---- SUPPLIED DATA

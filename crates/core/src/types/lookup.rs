//! Identity lookups: how a client names the product or variant it wants.

use std::fmt;
use std::str::FromStr;

use serde::{Deserialize, Serialize};
use thiserror::Error;

use super::id::{IdError, ProductGid, VariantGid};

/// Errors building a [`Lookup`] from request parameters.
#[derive(Debug, Clone, PartialEq, Eq, Error)]
pub enum LookupError {
    /// No discriminator was supplied.
    #[error("one of handle, sku, product_id or variant_id is required")]
    Missing,

    /// An id parameter could not be parsed.
    #[error(transparent)]
    InvalidId(#[from] IdError),
}

/// A numeric id as it arrives in JSON (`123`) or a query string (`"123"`).
#[derive(Debug, Clone, PartialEq, Eq, Serialize, Deserialize)]
#[serde(untagged)]
pub enum IdParam {
    Number(u64),
    Text(String),
}

impl IdParam {
    fn as_text(&self) -> Option<String> {
        match self {
            Self::Number(n) => Some(n.to_string()),
            Self::Text(s) if s.trim().is_empty() => None,
            Self::Text(s) => Some(s.clone()),
        }
    }
}

/// Identity parameters shared by every handler.
///
/// Empty strings are treated as absent.
#[derive(Debug, Clone, Default, Deserialize)]
pub struct LookupParams {
    pub handle: Option<String>,
    pub sku: Option<String>,
    pub product_id: Option<IdParam>,
    pub variant_id: Option<IdParam>,
}

/// Which entity a handler should operate on.
#[derive(Debug, Clone, PartialEq, Eq)]
pub enum Lookup {
    /// Product handle, already trimmed and lower-cased.
    Handle(String),
    /// Variant SKU, trimmed.
    Sku(String),
    /// Product by id.
    Product(ProductGid),
    /// Variant by id.
    Variant(VariantGid),
}

impl LookupParams {
    /// Pick the discriminator to use.
    ///
    /// Explicit ids win over handles, and handles win over SKUs.
    ///
    /// # Errors
    ///
    /// Returns `LookupError::Missing` when nothing usable was supplied and
    /// `LookupError::InvalidId` when an id does not parse.
    pub fn into_lookup(self) -> Result<Lookup, LookupError> {
        if let Some(id) = self.variant_id.as_ref().and_then(IdParam::as_text) {
            return Ok(Lookup::Variant(VariantGid::parse(&id)?));
        }
        if let Some(id) = self.product_id.as_ref().and_then(IdParam::as_text) {
            return Ok(Lookup::Product(ProductGid::parse(&id)?));
        }
        if let Some(handle) = non_empty(self.handle.as_deref()) {
            return Ok(Lookup::Handle(normalize_handle(handle)));
        }
        if let Some(sku) = non_empty(self.sku.as_deref()) {
            return Ok(Lookup::Sku(sku.to_string()));
        }
        Err(LookupError::Missing)
    }
}

impl Lookup {
    /// Whether this lookup names a variant directly.
    #[must_use]
    pub const fn is_variant(&self) -> bool {
        matches!(self, Self::Variant(_))
    }
}

impl fmt::Display for Lookup {
    fn fmt(&self, f: &mut fmt::Formatter<'_>) -> fmt::Result {
        match self {
            Self::Handle(h) => write!(f, "handle '{h}'"),
            Self::Sku(s) => write!(f, "SKU '{s}'"),
            Self::Product(id) => write!(f, "product {id}"),
            Self::Variant(id) => write!(f, "variant {id}"),
        }
    }
}

fn non_empty(value: Option<&str>) -> Option<&str> {
    value.map(str::trim).filter(|v| !v.is_empty())
}

/// Normalize a product handle for lookup.
#[must_use]
pub fn normalize_handle(handle: &str) -> String {
    handle.trim().to_lowercase()
}

/// Which entity owns the stock field a request targets.
#[derive(Debug, Clone, Copy, PartialEq, Eq, Serialize, Deserialize)]
#[serde(rename_all = "snake_case")]
pub enum OwnerScope {
    Product,
    Variant,
}

impl OwnerScope {
    /// Default scope for a lookup: variant ids target the variant, everything
    /// else targets the product.
    #[must_use]
    pub const fn default_for(lookup: &Lookup) -> Self {
        if lookup.is_variant() {
            Self::Variant
        } else {
            Self::Product
        }
    }
}

/// How SKU searches pick among the platform's candidates.
#[derive(Debug, Clone, Copy, PartialEq, Eq, Default, Serialize, Deserialize)]
#[serde(rename_all = "snake_case")]
pub enum SkuMatch {
    /// First case-insensitive exact match, otherwise the first candidate.
    #[default]
    PreferExact,
    /// Only a case-insensitive exact match is accepted.
    Exact,
}

impl FromStr for SkuMatch {
    type Err = String;

    fn from_str(s: &str) -> Result<Self, Self::Err> {
        match s.trim().to_lowercase().replace('-', "_").as_str() {
            "prefer_exact" => Ok(Self::PreferExact),
            "exact" => Ok(Self::Exact),
            other => Err(format!(
                "unknown SKU match mode '{other}' (expected prefer_exact or exact)"
            )),
        }
    }
}

/// How an entity was found.
#[derive(Debug, Clone, Copy, PartialEq, Eq, Serialize, Deserialize)]
#[serde(rename_all = "snake_case")]
pub enum MatchedBy {
    Handle,
    Id,
    /// SKU search, candidate's SKU equals the requested one.
    Exact,
    /// SKU search, no exact match so the first candidate was used.
    FirstResult,
}

/// Choose a candidate from a SKU search.
///
/// `sku_of` extracts the candidate's SKU. Returns the chosen candidate and
/// whether it matched exactly.
pub fn select_by_sku<'a, T>(
    candidates: &'a [T],
    sku: &str,
    mode: SkuMatch,
    sku_of: impl Fn(&T) -> Option<&str>,
) -> Option<(&'a T, MatchedBy)> {
    let wanted = sku.trim();
    let exact = candidates
        .iter()
        .find(|c| sku_of(c).is_some_and(|s| s.trim().eq_ignore_ascii_case(wanted)));

    match (exact, mode) {
        (Some(candidate), _) => Some((candidate, MatchedBy::Exact)),
        (None, SkuMatch::PreferExact) => candidates.first().map(|c| (c, MatchedBy::FirstResult)),
        (None, SkuMatch::Exact) => None,
    }
}

#[cfg(test)]
#[allow(clippy::unwrap_used)]
mod tests {
    use super::*;

    fn params(handle: Option<&str>, sku: Option<&str>) -> LookupParams {
        LookupParams {
            handle: handle.map(String::from),
            sku: sku.map(String::from),
            ..Default::default()
        }
    }

    #[test]
    fn test_handle_is_normalized() {
        let lookup = params(Some("  Cama-Luton "), None).into_lookup().unwrap();
        assert_eq!(lookup, Lookup::Handle("cama-luton".to_string()));
    }

    #[test]
    fn test_handle_wins_over_sku() {
        let lookup = params(Some("cama-luton"), Some("CL-001")).into_lookup().unwrap();
        assert_eq!(lookup, Lookup::Handle("cama-luton".to_string()));
    }

    #[test]
    fn test_empty_handle_falls_back_to_sku() {
        let lookup = params(Some("   "), Some(" CL-001 ")).into_lookup().unwrap();
        assert_eq!(lookup, Lookup::Sku("CL-001".to_string()));
    }

    #[test]
    fn test_ids_win_over_handle() {
        let lookup = LookupParams {
            handle: Some("cama-luton".to_string()),
            product_id: Some(IdParam::Number(12)),
            ..Default::default()
        }
        .into_lookup()
        .unwrap();
        assert_eq!(lookup, Lookup::Product(ProductGid::from_numeric(12)));

        let lookup = LookupParams {
            product_id: Some(IdParam::Number(12)),
            variant_id: Some(IdParam::Text("34".to_string())),
            ..Default::default()
        }
        .into_lookup()
        .unwrap();
        assert_eq!(lookup, Lookup::Variant(VariantGid::from_numeric(34)));
    }

    #[test]
    fn test_missing_discriminator() {
        assert_eq!(
            LookupParams::default().into_lookup(),
            Err(LookupError::Missing)
        );
    }

    #[test]
    fn test_invalid_id_is_reported() {
        let err = LookupParams {
            product_id: Some(IdParam::Text("cama".to_string())),
            ..Default::default()
        }
        .into_lookup()
        .unwrap_err();
        assert!(matches!(err, LookupError::InvalidId(IdError::Invalid(_))));
    }

    #[test]
    fn test_id_param_from_json_number_or_string() {
        let p: LookupParams =
            serde_json::from_str(r#"{"product_id": 5, "variant_id": "6"}"#).unwrap();
        assert_eq!(p.product_id, Some(IdParam::Number(5)));
        assert_eq!(p.variant_id, Some(IdParam::Text("6".to_string())));
    }

    #[test]
    fn test_owner_scope_default() {
        assert_eq!(
            OwnerScope::default_for(&Lookup::Variant(VariantGid::from_numeric(1))),
            OwnerScope::Variant
        );
        assert_eq!(
            OwnerScope::default_for(&Lookup::Sku("A".to_string())),
            OwnerScope::Product
        );
    }

    #[test]
    fn test_select_prefers_exact_case_insensitive() {
        let candidates = vec![Some("CL-0011"), Some("cl-001"), None];
        let (chosen, how) =
            select_by_sku(&candidates, "CL-001", SkuMatch::PreferExact, |c| *c).unwrap();
        assert_eq!(*chosen, Some("cl-001"));
        assert_eq!(how, MatchedBy::Exact);
    }

    #[test]
    fn test_select_falls_back_to_first_result() {
        let candidates = vec![Some("CL-0011"), Some("CL-0012")];
        let (chosen, how) =
            select_by_sku(&candidates, "CL-001", SkuMatch::PreferExact, |c| *c).unwrap();
        assert_eq!(*chosen, Some("CL-0011"));
        assert_eq!(how, MatchedBy::FirstResult);
    }

    #[test]
    fn test_select_exact_mode_rejects_fuzzy() {
        let candidates = vec![Some("CL-0011")];
        assert!(select_by_sku(&candidates, "CL-001", SkuMatch::Exact, |c| *c).is_none());
    }

    #[test]
    fn test_select_empty_candidates() {
        let candidates: Vec<Option<&str>> = vec![];
        assert!(select_by_sku(&candidates, "X", SkuMatch::PreferExact, |c| *c).is_none());
    }

    #[test]
    fn test_sku_match_from_str() {
        assert_eq!("prefer-exact".parse::<SkuMatch>(), Ok(SkuMatch::PreferExact));
        assert_eq!("EXACT".parse::<SkuMatch>(), Ok(SkuMatch::Exact));
        assert!("fuzzy".parse::<SkuMatch>().is_err());
    }
}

--------

Check every line of the listing for the string "chosen" and report how many lines have it, as a number alone.

5